DODEA gets $397 million for improvements at 9 schools in U.S., Europe
By TRAVIS J. TRITTEN | STARS AND STRIPES Published: June 2, 2011
CAMP FOSTER, Okinawa — The Department of Defense Education Activity said Thursday it will receive $397 million in funding for school upgrades this year as a first step toward billions of dollars needed for aging and deteriorating schools around the world.
The federal money will pay to replace or upgrade nine schools in the United States and Europe beginning this year, though the planned replacement of an elementary school in England will be delayed for at least two years due to congressional funding cuts, the agency said.
Most of the 194 schools operated by DODEA in the U.S. and overseas have aged beyond repair and 78 percent are rated in unacceptable physical condition, according to the agency’s own surveys.
Last year, DODEA unveiled a $3.7 billion plan to modernize 134 schools over the next five years, but budget wrangling in Congress delayed its first funding request for months, according to agency spokesman Frank O’Gara.
The funding released this year will cover about 10 percent of needed improvements worldwide.

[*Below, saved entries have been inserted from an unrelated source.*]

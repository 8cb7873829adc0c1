// Chord progressions: the input to the harmonizer.
//
// A progression is an ordered list of chords, each given as a scale degree
// (0-6), an inversion state, and optionally a quality. Omitted qualities
// default to the diatonic triad of the degree in the key.
//
// `Progression::resolve` validates the input against a key and turns each
// chord into a `ResolvedChord` carrying the concrete pitch classes of its
// tones. Every check happens here, before any solver variable is created,
// so malformed input never reaches the search.
//
// Text form (command line): `degree:state[:quality]`, e.g. `4:1:dom7` for
// a first-inversion V7. JSON form: see `HarmonizationRequest`.

use std::fmt;
use std::path::Path;
use std::str::FromStr;

use serde::{Deserialize, Serialize};

use crate::error::HarmonyError;
use crate::tonality::{ChordQuality, Mode, Tonality};

/// Which chord tone sounds in the bass.
#[derive(Debug, Clone, Copy, PartialEq, Eq, Hash, Serialize, Deserialize)]
#[serde(rename_all = "snake_case")]
pub enum ChordState {
    /// Root in the bass.
    Fundamental,
    /// Third in the bass.
    First,
    /// Fifth in the bass.
    Second,
    /// Seventh in the bass (seventh chords only).
    Third,
}

impl ChordState {
    /// Index of the bass tone within root, third, fifth, seventh.
    pub fn bass_tone_index(self) -> usize {
        match self {
            ChordState::Fundamental => 0,
            ChordState::First => 1,
            ChordState::Second => 2,
            ChordState::Third => 3,
        }
    }

    fn from_index(index: u8) -> Option<Self> {
        match index {
            0 => Some(ChordState::Fundamental),
            1 => Some(ChordState::First),
            2 => Some(ChordState::Second),
            3 => Some(ChordState::Third),
            _ => None,
        }
    }
}

impl FromStr for ChordState {
    type Err = HarmonyError;

    fn from_str(s: &str) -> Result<Self, Self::Err> {
        let state = match s {
            "fundamental" | "root" | "fund" => Some(ChordState::Fundamental),
            "first" => Some(ChordState::First),
            "second" => Some(ChordState::Second),
            "third" => Some(ChordState::Third),
            _ => s.parse::<u8>().ok().and_then(ChordState::from_index),
        };
        state.ok_or_else(|| {
            HarmonyError::MalformedProgression(format!("unknown chord state '{s}'"))
        })
    }
}

#[derive(Debug, Clone, Copy, PartialEq, Eq, Serialize, Deserialize)]
pub struct Chord {
    pub degree: u8,
    pub state: ChordState,
    #[serde(default, skip_serializing_if = "Option::is_none")]
    pub quality: Option<ChordQuality>,
}

impl Chord {
    pub fn new(degree: u8, state: ChordState) -> Self {
        Chord {
            degree,
            state,
            quality: None,
        }
    }

    pub fn with_quality(degree: u8, state: ChordState, quality: ChordQuality) -> Self {
        Chord {
            degree,
            state,
            quality: Some(quality),
        }
    }
}

impl FromStr for Chord {
    type Err = HarmonyError;

    /// `degree:state[:quality]`.
    fn from_str(s: &str) -> Result<Self, Self::Err> {
        let parts: Vec<&str> = s.split(':').collect();
        if !(2..=3).contains(&parts.len()) {
            return Err(HarmonyError::MalformedProgression(format!(
                "expected degree:state[:quality], got '{s}'"
            )));
        }
        let degree = parts[0].parse::<u8>().map_err(|_| {
            HarmonyError::MalformedProgression(format!("bad degree in '{s}'"))
        })?;
        let state = parts[1].parse()?;
        let quality = parts.get(2).map(|q| q.parse()).transpose()?;
        Ok(Chord {
            degree,
            state,
            quality,
        })
    }
}

impl fmt::Display for Chord {
    fn fmt(&self, f: &mut fmt::Formatter<'_>) -> fmt::Result {
        write!(f, "{}:{}", self.degree, self.state.bass_tone_index())?;
        if let Some(q) = self.quality {
            write!(f, ":{}", q.short_name())?;
        }
        Ok(())
    }
}

#[derive(Debug, Clone, Default, PartialEq, Eq, Serialize, Deserialize)]
pub struct Progression {
    pub chords: Vec<Chord>,
}

impl Progression {
    pub fn new(chords: Vec<Chord>) -> Self {
        Progression { chords }
    }

    /// Build from parallel degree / state (/ quality) lists.
    pub fn from_parts(
        degrees: &[u8],
        states: &[ChordState],
        qualities: Option<&[ChordQuality]>,
    ) -> Result<Self, HarmonyError> {
        if degrees.len() != states.len() {
            return Err(HarmonyError::MalformedProgression(format!(
                "{} degrees but {} states",
                degrees.len(),
                states.len()
            )));
        }
        match qualities {
            Some(q) if q.len() != degrees.len() => {
                return Err(HarmonyError::MalformedProgression(format!(
                    "{} degrees but {} qualities",
                    degrees.len(),
                    q.len()
                )));
            }
            _ => {}
        }
        let chords = degrees
            .iter()
            .zip(states)
            .enumerate()
            .map(|(i, (&degree, &state))| Chord {
                degree,
                state,
                quality: qualities.map(|q| q[i]),
            })
            .collect();
        Ok(Progression { chords })
    }

    /// Parse `degree:state[:quality]` tokens.
    pub fn parse<S: AsRef<str>>(tokens: &[S]) -> Result<Self, HarmonyError> {
        let chords = tokens
            .iter()
            .map(|t| t.as_ref().parse())
            .collect::<Result<Vec<Chord>, _>>()?;
        Ok(Progression { chords })
    }

    pub fn len(&self) -> usize {
        self.chords.len()
    }

    pub fn is_empty(&self) -> bool {
        self.chords.is_empty()
    }

    /// Validate against `key` and compute each chord's pitch classes.
    pub fn resolve(&self, key: &Tonality) -> Result<Vec<ResolvedChord>, HarmonyError> {
        if self.chords.is_empty() {
            return Err(HarmonyError::MalformedProgression(
                "progression has no chords".into(),
            ));
        }
        self.chords
            .iter()
            .enumerate()
            .map(|(i, chord)| resolve_chord(i, chord, key))
            .collect()
    }
}

fn resolve_chord(i: usize, chord: &Chord, key: &Tonality) -> Result<ResolvedChord, HarmonyError> {
    if chord.degree > 6 {
        return Err(HarmonyError::MalformedProgression(format!(
            "chord {i}: degree {} is outside 0-6",
            chord.degree
        )));
    }
    let quality = chord
        .quality
        .unwrap_or_else(|| key.mode().diatonic_quality(chord.degree));
    if chord.state == ChordState::Third && !quality.is_seventh() {
        return Err(HarmonyError::MalformedProgression(format!(
            "chord {i}: third inversion needs a seventh chord, got {}",
            quality.short_name()
        )));
    }
    let tones = key.chord_pitch_classes(chord.degree, quality);
    if let Some(&stray) = tones.iter().find(|&&pc| !key.contains_pitch_class(pc)) {
        return Err(HarmonyError::MalformedProgression(format!(
            "chord {i}: pitch class {stray} of {} on degree {} is not in {key}",
            quality.short_name(),
            chord.degree
        )));
    }
    Ok(ResolvedChord {
        degree: chord.degree,
        state: chord.state,
        quality,
        tones,
    })
}

/// A validated chord with concrete pitch classes.
#[derive(Debug, Clone, PartialEq, Eq)]
pub struct ResolvedChord {
    pub degree: u8,
    pub state: ChordState,
    pub quality: ChordQuality,
    /// Root, third, fifth and (seventh chords) seventh.
    pub tones: Vec<u8>,
}

impl ResolvedChord {
    pub fn root(&self) -> u8 {
        self.tones[0]
    }

    pub fn third(&self) -> u8 {
        self.tones[1]
    }

    pub fn fifth(&self) -> u8 {
        self.tones[2]
    }

    pub fn seventh(&self) -> Option<u8> {
        self.tones.get(3).copied()
    }

    pub fn bass_pitch_class(&self) -> u8 {
        self.tones[self.state.bass_tone_index()]
    }

    pub fn shares_pitch_classes_with(&self, other: &ResolvedChord) -> Vec<u8> {
        self.tones
            .iter()
            .copied()
            .filter(|pc| other.tones.contains(pc))
            .collect()
    }
}

/// A complete request as read from JSON:
///
/// ```json
/// { "tonic": 0, "mode": "major",
///   "chords": [ { "degree": 0, "state": "fundamental" },
///               { "degree": 4, "state": "first", "quality": "dominant_seventh" } ] }
/// ```
#[derive(Debug, Clone, PartialEq, Eq, Serialize, Deserialize)]
pub struct HarmonizationRequest {
    pub tonic: u8,
    pub mode: Mode,
    pub chords: Vec<Chord>,
}

impl HarmonizationRequest {
    pub fn from_json(json: &str) -> Result<Self, HarmonyError> {
        Ok(serde_json::from_str(json)?)
    }

    pub fn load(path: &Path) -> Result<Self, HarmonyError> {
        let text = std::fs::read_to_string(path)?;
        Self::from_json(&text)
    }

    pub fn tonality(&self) -> Result<Tonality, HarmonyError> {
        Tonality::new(self.tonic, self.mode)
    }

    pub fn progression(&self) -> Progression {
        Progression::new(self.chords.clone())
    }
}

#[cfg(test)]
mod tests {
    use super::*;

    fn c_major() -> Tonality {
        Tonality::new(0, Mode::Major).unwrap()
    }

    #[test]
    fn test_parse_tokens() {
        let p = Progression::parse(&["0:0", "3:fundamental", "4:1:dom7", "0:0"]).unwrap();
        assert_eq!(p.len(), 4);
        assert_eq!(p.chords[1].state, ChordState::Fundamental);
        assert_eq!(p.chords[2].quality, Some(ChordQuality::DominantSeventh));
        assert_eq!(p.chords[2].to_string(), "4:1:dom7");
    }

    #[test]
    fn test_parse_rejects_garbage() {
        assert!(Progression::parse(&["0"]).is_err());
        assert!(Progression::parse(&["x:0"]).is_err());
        assert!(Progression::parse(&["0:7"]).is_err());
        assert!(Progression::parse(&["0:0:sus4"]).is_err());
    }

    #[test]
    fn test_empty_progression_is_malformed() {
        let err = Progression::default().resolve(&c_major()).unwrap_err();
        assert!(matches!(err, HarmonyError::MalformedProgression(_)));
    }

    #[test]
    fn test_length_mismatch_is_malformed() {
        let err = Progression::from_parts(&[0, 4], &[ChordState::Fundamental], None).unwrap_err();
        assert!(matches!(err, HarmonyError::MalformedProgression(_)));
    }

    #[test]
    fn test_degree_out_of_range() {
        let p = Progression::new(vec![Chord::new(7, ChordState::Fundamental)]);
        assert!(matches!(
            p.resolve(&c_major()),
            Err(HarmonyError::MalformedProgression(_))
        ));
    }

    #[test]
    fn test_third_inversion_needs_seventh() {
        let triad = Progression::new(vec![Chord::new(4, ChordState::Third)]);
        assert!(triad.resolve(&c_major()).is_err());
        let seventh = Progression::new(vec![Chord::with_quality(
            4,
            ChordState::Third,
            ChordQuality::DominantSeventh,
        )]);
        let resolved = seventh.resolve(&c_major()).unwrap();
        assert_eq!(resolved[0].bass_pitch_class(), 5); // F
    }

    #[test]
    fn test_out_of_key_quality_is_rejected() {
        // A major triad on ii would need F#.
        let p = Progression::new(vec![Chord::with_quality(
            1,
            ChordState::Fundamental,
            ChordQuality::Major,
        )]);
        assert!(p.resolve(&c_major()).is_err());
    }

    #[test]
    fn test_default_qualities() {
        let p = Progression::parse(&["1:0", "6:0"]).unwrap();
        let resolved = p.resolve(&c_major()).unwrap();
        assert_eq!(resolved[0].quality, ChordQuality::Minor);
        assert_eq!(resolved[1].quality, ChordQuality::Diminished);
        assert_eq!(resolved[1].tones, vec![11, 2, 5]);
    }

    #[test]
    fn test_shared_pitch_classes() {
        let resolved = Progression::parse(&["0:0", "5:0"]).unwrap().resolve(&c_major()).unwrap();
        let mut shared = resolved[0].shares_pitch_classes_with(&resolved[1]);
        shared.sort_unstable();
        assert_eq!(shared, vec![0, 4]);
    }

    #[test]
    fn test_request_from_json() {
        let json = r#"{
            "tonic": 9,
            "mode": "minor",
            "chords": [
                { "degree": 0, "state": "fundamental" },
                { "degree": 4, "state": "first", "quality": "dominant_seventh" }
            ]
        }"#;
        let req = HarmonizationRequest::from_json(json).unwrap();
        assert_eq!(req.tonality().unwrap().tonic(), 9);
        let resolved = req.progression().resolve(&req.tonality().unwrap()).unwrap();
        // G# in the bass of E7/G#.
        assert_eq!(resolved[1].bass_pitch_class(), 8);
    }
}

It will pay for new schools in North Carolina, Virginia, Germany, Belgium and Puerto Rico and upgrades to existing schools in Georgia and New York, the 2011 DODEA construction project list shows.
However, Congress reduced the overall military construction budget for this year by 0.2 percent across the board, O’Gara said.
The cut meant the planned replacement of Alconbury Elementary School, which serves Air Force families stationed at Royal Air Force bases in Alconbury, England, got bumped for the year.
“In order to meet the reductions in the approved fiscal year 2011 budget, the decision to defer Alconbury was made in conjunction with [U.S. European Command] and [U.S. Air Forces in Europe],” O’Gara said in an email response to Stars and Stripes.
Due to Congress’ delay in passing this year’s budget, the Alconbury project missed the deadline for being added to the proposed budget for 2012 and now must wait at least two years to be funded, according to O’Gara.
The agency says it plans to request money for schools from Congress each year through 2016 until all substandard schools are modernized.
The military’s construction budget for next year is not yet approved, but DODEA has requested funding to replace six schools in Japan, Italy and Germany, as well as build new schools in Georgia, Kentucky, Massachusetts, North Carolina and Virginia, according to documents provided by the agency.
DODEA Acting Director Marilee Fitzgerald told Stars and Stripes in April that the economic recession and deep concerns over the budget in Washington, D.C., have not affected the pricey modernization plan.
“We are moving rapidly to refurbish schools and build new ones,” Fitzgerald said during an interview in Tokyo.
Most DODEA schools were built during the Cold War — some are pre-World War II — and the lack of major upgrades over the years has led to deteriorating roofs, plumbing, electrical wiring, and heating and cooling systems, which are often too costly to replace in a critically aging school.
School officials have repeatedly said the problems are not a safety risk but do mean some schools get by with electrical systems that are inadequate, must open windows for fresh air, and have to live with odorous restrooms.